16 Jul, 2020

1 commit

  • Commit 0deab087b16a ("vsock/virtio: use RCU to avoid use-after-free
    on the_virtio_vsock") starts to use RCU to protect 'the_virtio_vsock'
    pointer, but we forgot to annotate it.

    This patch adds the annotation to fix the following sparse errors:

    net/vmw_vsock/virtio_transport.c:73:17: error: incompatible types in comparison expression (different address spaces):
    net/vmw_vsock/virtio_transport.c:73:17: struct virtio_vsock [noderef] __rcu *
    net/vmw_vsock/virtio_transport.c:73:17: struct virtio_vsock *
    net/vmw_vsock/virtio_transport.c:171:17: error: incompatible types in comparison expression (different address spaces):
    net/vmw_vsock/virtio_transport.c:171:17: struct virtio_vsock [noderef] __rcu *
    net/vmw_vsock/virtio_transport.c:171:17: struct virtio_vsock *
    net/vmw_vsock/virtio_transport.c:207:17: error: incompatible types in comparison expression (different address spaces):
    net/vmw_vsock/virtio_transport.c:207:17: struct virtio_vsock [noderef] __rcu *
    net/vmw_vsock/virtio_transport.c:207:17: struct virtio_vsock *
    net/vmw_vsock/virtio_transport.c:561:13: error: incompatible types in comparison expression (different address spaces):
    net/vmw_vsock/virtio_transport.c:561:13: struct virtio_vsock [noderef] __rcu *
    net/vmw_vsock/virtio_transport.c:561:13: struct virtio_vsock *
    net/vmw_vsock/virtio_transport.c:612:9: error: incompatible types in comparison expression (different address spaces):
    net/vmw_vsock/virtio_transport.c:612:9: struct virtio_vsock [noderef] __rcu *
    net/vmw_vsock/virtio_transport.c:612:9: struct virtio_vsock *
    net/vmw_vsock/virtio_transport.c:631:9: error: incompatible types in comparison expression (different address spaces):
    net/vmw_vsock/virtio_transport.c:631:9: struct virtio_vsock [noderef] __rcu *
    net/vmw_vsock/virtio_transport.c:631:9: struct virtio_vsock *

    Fixes: 0deab087b16a ("vsock/virtio: use RCU to avoid use-after-free on the_virtio_vsock")
    Reported-by: Michael S. Tsirkin
    Signed-off-by: Stefano Garzarella
    Reviewed-by: Stefan Hajnoczi
    Acked-by: Michael S. Tsirkin
    Signed-off-by: Jakub Kicinski

    Stefano Garzarella
     

12 Dec, 2019

1 commit


15 Nov, 2019

4 commits

  • This patch adds 'module' member in the 'struct vsock_transport'
    in order to get/put the transport module. This prevents the
    module unloading while sockets are assigned to it.

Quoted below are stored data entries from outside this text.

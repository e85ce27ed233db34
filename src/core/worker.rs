//! The dispatcher loop that runs on the dedicated worker thread.
//!
//! The worker sleeps on the message store until something is posted or a
//! stop is requested, then drains the queue one message at a time, checking
//! for a stop request between every message.

use crate::core::handler::HandlerSlot;
use crate::error::{DispatchError, DispatchResult};
use crate::message::Outcome;
use crate::queue::{MessageStore, WakeReason};
use std::sync::atomic::{AtomicBool, AtomicU64, Ordering};
use std::time::Instant;
use uuid::Uuid;

/// How a dispatcher run ended.
#[derive(Debug, Clone, PartialEq, Eq)]
pub enum ExitStatus {
    /// The loop observed a stop request and exited cleanly
    Stopped,
    /// The handler returned a non-good outcome
    HandlerFailed(Outcome),
    /// The loop found no handler bound
    NoHandler,
    /// The handler panicked
    Panicked(String),
}

impl ExitStatus {
    /// Whether the run ended without a failure.
    pub fn is_success(&self) -> bool {
        matches!(self, ExitStatus::Stopped)
    }

    /// Convert into a `Result`, mapping failures to [`DispatchError`].
    pub fn into_result(self) -> DispatchResult<()> {
        match self {
            ExitStatus::Stopped => Ok(()),
            ExitStatus::HandlerFailed(outcome) => Err(DispatchError::HandlerFailed { outcome }),
            ExitStatus::NoHandler => Err(DispatchError::NoHandler),
            ExitStatus::Panicked(message) => Err(DispatchError::HandlerPanicked { message }),
        }
    }
}

/// Snapshot of dispatcher statistics.
#[derive(Debug, Clone, Default, PartialEq, Eq)]
pub struct DispatcherStats {
    /// Messages posted over the dispatcher's lifetime
    pub posted: u64,
    /// Messages handed to the handler
    pub processed: u64,
    /// Handler invocations that returned a non-good outcome
    pub failed: u64,
    /// Messages dropped unprocessed, by a stop, a failed run or
    /// `discard_pending`
    pub discarded: u64,
    /// Number of times the dispatcher was started
    pub runs: u64,
}

/// Lock-free counters behind [`DispatcherStats`].
#[derive(Debug, Default)]
pub(crate) struct StatCounters {
    pub posted: AtomicU64,
    pub processed: AtomicU64,
    pub failed: AtomicU64,
    pub discarded: AtomicU64,
    pub runs: AtomicU64,
}

impl StatCounters {
    pub fn snapshot(&self) -> DispatcherStats {
        DispatcherStats {
            posted: self.posted.load(Ordering::Relaxed),
            processed: self.processed.load(Ordering::Relaxed),
            failed: self.failed.load(Ordering::Relaxed),
            discarded: self.discarded.load(Ordering::Relaxed),
            runs: self.runs.load(Ordering::Relaxed),
        }
    }
}

/// State shared between the control handle and the worker thread.
pub(crate) struct Shared<M> {
    pub id: Uuid,
    pub name: String,
    pub store: MessageStore<M>,
    pub handler: HandlerSlot<M>,
    pub stop_requested: AtomicBool,
    pub active: AtomicBool,
    pub stats: StatCounters,
}

impl<M> Shared<M> {
    pub fn new(name: String, handler: HandlerSlot<M>) -> Self {
        Self {
            id: Uuid::new_v4(),
            name,
            store: MessageStore::new(),
            handler,
            stop_requested: AtomicBool::new(false),
            active: AtomicBool::new(false),
            stats: StatCounters::default(),
        }
    }

    /// Set the stop flag and wake the worker.
    pub fn request_stop(&self) {
        self.stop_requested.store(true, Ordering::Release);
        self.store.notify();
    }
}

/// Closes the run when the worker leaves `run`, panics included: whatever is
/// still queued belongs to this run and is discarded, then `active` clears.
struct RunGuard<'a, M>(&'a Shared<M>);

impl<M> Drop for RunGuard<'_, M> {
    fn drop(&mut self) {
        let shared = self.0;
        let discarded = shared.store.close_run(&shared.active);
        if discarded > 0 {
            shared
                .stats
                .discarded
                .fetch_add(discarded as u64, Ordering::Relaxed);
            tracing::debug!(
                dispatcher = %shared.name,
                id = %shared.id,
                discarded,
                "📨 Discarded messages left by the run"
            );
        }
    }
}

/// The worker loop. Runs once per `start` on the dispatcher thread.
pub(crate) fn run<M>(shared: &Shared<M>) -> ExitStatus {
    let _run = RunGuard(shared);
    let started = Instant::now();

    let Some(mut handler) = shared.handler.get() else {
        tracing::error!(
            dispatcher = %shared.name,
            id = %shared.id,
            "Dispatcher started without a handler"
        );
        return ExitStatus::NoHandler;
    };

    tracing::debug!(dispatcher = %shared.name, id = %shared.id, "📨 Dispatcher loop running");

    let mut handled = 0u64;

    while !shared.stop_requested.load(Ordering::Acquire) {
        if shared.store.wait_for_update(&shared.stop_requested) == WakeReason::Shutdown {
            break;
        }

        while let Some(message) = shared.store.pop_front_unless(&shared.stop_requested) {
            // Pick up a handler rebound since the previous message.
            handler = shared.handler.get().unwrap_or(handler);
            let outcome = handler.handle(message);
            shared.stats.processed.fetch_add(1, Ordering::Relaxed);
            handled += 1;

            if outcome.is_failure() {
                shared.stats.failed.fetch_add(1, Ordering::Relaxed);
                tracing::error!(
                    dispatcher = %shared.name,
                    id = %shared.id,
                    handler = handler.name(),
                    %outcome,
                    pending = shared.store.len(),
                    "📨 Handler failed, dispatcher stopping"
                );
                return ExitStatus::HandlerFailed(outcome);
            }
        }
    }

    tracing::debug!(
        dispatcher = %shared.name,
        id = %shared.id,
        handled,
        elapsed = ?started.elapsed(),
        "📨 Dispatcher loop stopped"
    );
    ExitStatus::Stopped
}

    We increase the module refcnt when a socket is assigned to a
    transport, and we decrease the module refcnt when the socket
    is destructed.

    Reviewed-by: Stefan Hajnoczi
    Reviewed-by: Jorgen Hansen
    Signed-off-by: Stefano Garzarella
    Signed-off-by: David S. Miller

    Stefano Garzarella
     
  • This patch adds the support of multiple transports in the
    VSOCK core.

    With the multi-transports support, we can use vsock with nested VMs
    (using also different hypervisors) loading both guest->host and
    host->guest transports at the same time.

    Major changes:
    - vsock core module can be loaded regardless of the transports
    - vsock_core_init() and vsock_core_exit() are renamed to
    vsock_core_register() and vsock_core_unregister()
    - vsock_core_register() has a feature parameter (H2G, G2H, DGRAM)
    to identify which directions the transport can handle and if it's
    support DGRAM (only vmci)
    - each stream socket is assigned to a transport when the remote CID
    is set (during the connect() or when we receive a connection request
    on a listener socket).
    The remote CID is used to decide which transport to use:
    - remote CID host transport;
    - remote CID == local_cid (guest->host transport) will use guest->host
    transport for loopback (host->guest transports don't support loopback);
    - remote CID > VMADDR_CID_HOST will use host->guest transport;
    - listener sockets are not bound to any transports since no transport
    operations are done on it. In this way we can create a listener
    socket, also if the transports are not loaded or with VMADDR_CID_ANY
    to listen on all transports.
    - DGRAM sockets are handled as before, since only the vmci_transport
    provides this feature.

    Signed-off-by: Stefano Garzarella
    Signed-off-by: David S. Miller

    Stefano Garzarella
     
  • virtio_transport and vmci_transport handle the buffer_size
    sockopts in a very similar way.

    In order to support multiple transports, this patch moves this
    handling in the core to allow the user to change the options
    also if the socket is not yet assigned to any transport.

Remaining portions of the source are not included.